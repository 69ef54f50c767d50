//! Update dispatching
//!
//! Routes parsed updates to the directory and transition services. Business
//! failures come back to the user as chat messages; only storage faults
//! escape as errors, so the transport sees a 5xx instead of a misleading
//! success.

use crate::{
    error::{AppError, AppResult},
    services::{directory::ViewerListing, Services},
};

use super::{
    parse::{CallbackAction, Command},
    render, ChatUpdate, Reply,
};

/// Chat gateway over the core services
#[derive(Clone)]
pub struct Gateway {
    services: Services,
}

impl Gateway {
    pub fn new(services: Services) -> Self {
        Self { services }
    }

    /// Handle one chat update and produce the replies to render
    pub async fn handle(&self, update: &ChatUpdate) -> AppResult<Vec<Reply>> {
        if let Some(text) = &update.text {
            return match Command::parse(text) {
                Some(command) => recover(self.handle_command(update, command).await),
                None => Ok(vec![render::unknown_command()]),
            };
        }
        if let Some(data) = &update.callback_data {
            let result = match CallbackAction::parse(data) {
                Ok(action) => self.handle_action(action).await,
                Err(err) => Err(err),
            };
            return recover(result);
        }
        Ok(vec![render::unknown_command()])
    }

    async fn handle_command(&self, update: &ChatUpdate, command: Command) -> AppResult<Vec<Reply>> {
        match command {
            Command::Start => Ok(vec![render::greeting()]),
            Command::Help => Ok(vec![render::help()]),
            Command::Equipment => self.list_equipment(update.chat_id).await,
            Command::My => self.list_my_equipment(update.chat_id).await,
            Command::Movements => self.list_movements(update.chat_id).await,
        }
    }

    async fn list_equipment(&self, chat_id: i64) -> AppResult<Vec<Reply>> {
        match self.services.directory.list_for_viewer(chat_id).await? {
            ViewerListing::Registered { equipment, .. } => {
                let mut replies = vec![Reply::text("Here is the equipment list")];
                for item in &equipment {
                    let responsible = self.services.directory.responsible_for(item.id).await?;
                    replies.push(render::equipment_card(item, responsible.as_ref()));
                }
                Ok(replies)
            }
            ViewerListing::Public { equipment } => {
                let mut replies = vec![Reply::text("Here is the available equipment")];
                for item in &equipment {
                    let responsible = self.services.directory.responsible_for(item.id).await?;
                    replies.push(render::public_card(item, responsible.as_ref()));
                }
                Ok(replies)
            }
        }
    }

    async fn list_my_equipment(&self, chat_id: i64) -> AppResult<Vec<Reply>> {
        let Some(employee) = self.services.directory.viewer(chat_id).await? else {
            return Ok(vec![render::registered_only()]);
        };
        let equipment = self.services.directory.assigned_to(employee.id).await?;
        if equipment.is_empty() {
            return Ok(vec![Reply::text("No equipment is assigned to you.")]);
        }
        let mut replies = vec![Reply::text("Equipment assigned to you:")];
        for item in &equipment {
            replies.push(render::equipment_card(item, Some(&employee)));
        }
        Ok(replies)
    }

    async fn list_movements(&self, chat_id: i64) -> AppResult<Vec<Reply>> {
        if self.services.directory.viewer(chat_id).await?.is_none() {
            return Ok(vec![render::registered_only()]);
        }
        let entries = self.services.directory.movement_log().await?;
        Ok(vec![render::movement_log(&entries)])
    }

    async fn handle_action(&self, action: CallbackAction) -> AppResult<Vec<Reply>> {
        match action {
            CallbackAction::Move { equipment_id } => {
                let equipment = self.services.directory.equipment(equipment_id).await?;
                Ok(vec![Reply::with_keyboard(
                    format!("Choose a new location for {}:", equipment.name),
                    render::location_keyboard(equipment.id),
                )])
            }
            CallbackAction::MoveTo {
                equipment_id,
                location,
            } => {
                let movement = self.services.transitions.relocate(equipment_id, location).await?;
                Ok(vec![Reply::text(format!(
                    "Equipment moved to {}.",
                    movement.to_location
                ))])
            }
            CallbackAction::Status { equipment_id } => {
                let equipment = self.services.directory.equipment(equipment_id).await?;
                Ok(vec![Reply::with_keyboard(
                    format!("Choose the new status for {}:", equipment.name),
                    render::status_keyboard(equipment.id),
                )])
            }
            CallbackAction::SetStatus {
                equipment_id,
                status,
            } => {
                self.services.transitions.change_status(equipment_id, status).await?;
                Ok(vec![Reply::text(format!("Status updated to {}.", status))])
            }
        }
    }
}

/// Turn business failures into user-visible replies; let storage and
/// internal faults propagate.
fn recover(result: AppResult<Vec<Reply>>) -> AppResult<Vec<Reply>> {
    match result {
        Ok(replies) => Ok(replies),
        Err(
            err @ (AppError::NotFound(_)
            | AppError::InvalidValue(_)
            | AppError::UpdateFailed(_)
            | AppError::BadRequest(_)),
        ) => Ok(vec![Reply::text(format!("Sorry, that did not work. {}", err))]),
        Err(other) => Err(other),
    }
}
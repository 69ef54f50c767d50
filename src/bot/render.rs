//! Reply rendering
//!
//! Message texts and inline keyboards. The public card deliberately omits
//! location, status and contact details; anonymous viewers only learn what
//! a unit is and whom to ask for it.

use crate::models::{
    employee::Employee,
    enums::{EquipmentStatus, Location},
    equipment::Equipment,
    movement::MovementLogEntry,
};

use super::{parse::CallbackAction, Button, Reply};

/// Inventory card shown to registered employees
pub fn equipment_card(equipment: &Equipment, responsible: Option<&Employee>) -> Reply {
    let mut text = format!(
        "Name: {}\nDescription: {}\nLocation: {}\nStatus: {}\n",
        equipment.name,
        equipment.description.as_deref().unwrap_or("-"),
        equipment.location,
        equipment.status,
    );
    match responsible {
        Some(employee) => {
            text.push_str(&format!(
                "Responsible: {}\nContact: @{}\nPhone: {}\nMail: {}",
                employee.full_name(),
                employee.telegram_username,
                employee.contact_number,
                employee.email,
            ));
        }
        None => text.push_str("Responsible: no responsible person"),
    }

    // Occupied units stay where they are until someone frees them up
    let mut row = Vec::new();
    if equipment.status == EquipmentStatus::Available {
        row.push(Button {
            label: "Move equipment".to_string(),
            data: CallbackAction::Move {
                equipment_id: equipment.id,
            }
            .data(),
        });
    }
    row.push(Button {
        label: "Change status".to_string(),
        data: CallbackAction::Status {
            equipment_id: equipment.id,
        }
        .data(),
    });

    Reply::with_keyboard(text, vec![row])
}

/// Restricted card for anonymous viewers
pub fn public_card(equipment: &Equipment, responsible: Option<&Employee>) -> Reply {
    let mut text = format!(
        "Name: {}\nDescription: {}\n",
        equipment.name,
        equipment.description.as_deref().unwrap_or("-"),
    );
    match responsible {
        Some(employee) => {
            text.push_str(&format!(
                "Responsible: {}\nContact: @{}",
                employee.full_name(),
                employee.telegram_username,
            ));
        }
        None => text.push_str("Responsible: no responsible person"),
    }
    Reply::text(text)
}

/// Destination picker, locations in rows of three
pub fn location_keyboard(equipment_id: i32) -> Vec<Vec<Button>> {
    Location::ALL
        .chunks(3)
        .map(|row| {
            row.iter()
                .map(|location| Button {
                    label: location.to_string(),
                    data: CallbackAction::MoveTo {
                        equipment_id,
                        location: *location,
                    }
                    .data(),
                })
                .collect()
        })
        .collect()
}

/// Status picker, one row
pub fn status_keyboard(equipment_id: i32) -> Vec<Vec<Button>> {
    vec![EquipmentStatus::ALL
        .iter()
        .map(|status| Button {
            label: status.to_string(),
            data: CallbackAction::SetStatus {
                equipment_id,
                status: *status,
            }
            .data(),
        })
        .collect()]
}

/// Full movement log
pub fn movement_log(entries: &[MovementLogEntry]) -> Reply {
    if entries.is_empty() {
        return Reply::text("No equipment movements recorded yet.");
    }
    let mut text = String::from("Equipment movement log\n\n");
    for entry in entries {
        text.push_str(&format!(
            "Equipment: {}\nMoved from {}\nto {}\nDate: {}\n\n",
            entry.equipment_name,
            entry.movement.from_location,
            entry.movement.to_location,
            entry.movement.movement_date.format("%Y-%m-%d %H:%M"),
        ));
    }
    Reply::text(text.trim_end().to_string())
}

pub fn greeting() -> Reply {
    Reply::text(
        "Hi! I am the equipment tracking bot. Use commands to look up equipment information. /help",
    )
}

pub fn help() -> Reply {
    Reply::text(
        "Available commands:\n\
         /start - Greeting\n\
         /equipment - Equipment list\n\
         /my - Equipment assigned to you\n\
         /movements - Equipment movement log\n\
         /help - Show this help",
    )
}

pub fn unknown_command() -> Reply {
    Reply::text("I do not know that command. /help lists what I can do.")
}

pub fn registered_only() -> Reply {
    Reply::text("This command is available to registered employees only.")
}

=====

WHAT THE EXERCISE ASKS
What is the number of lines in the records that hold the word "nContact"? Answer with that number by itself.

RESPONSE TO THIS EXERCISE
2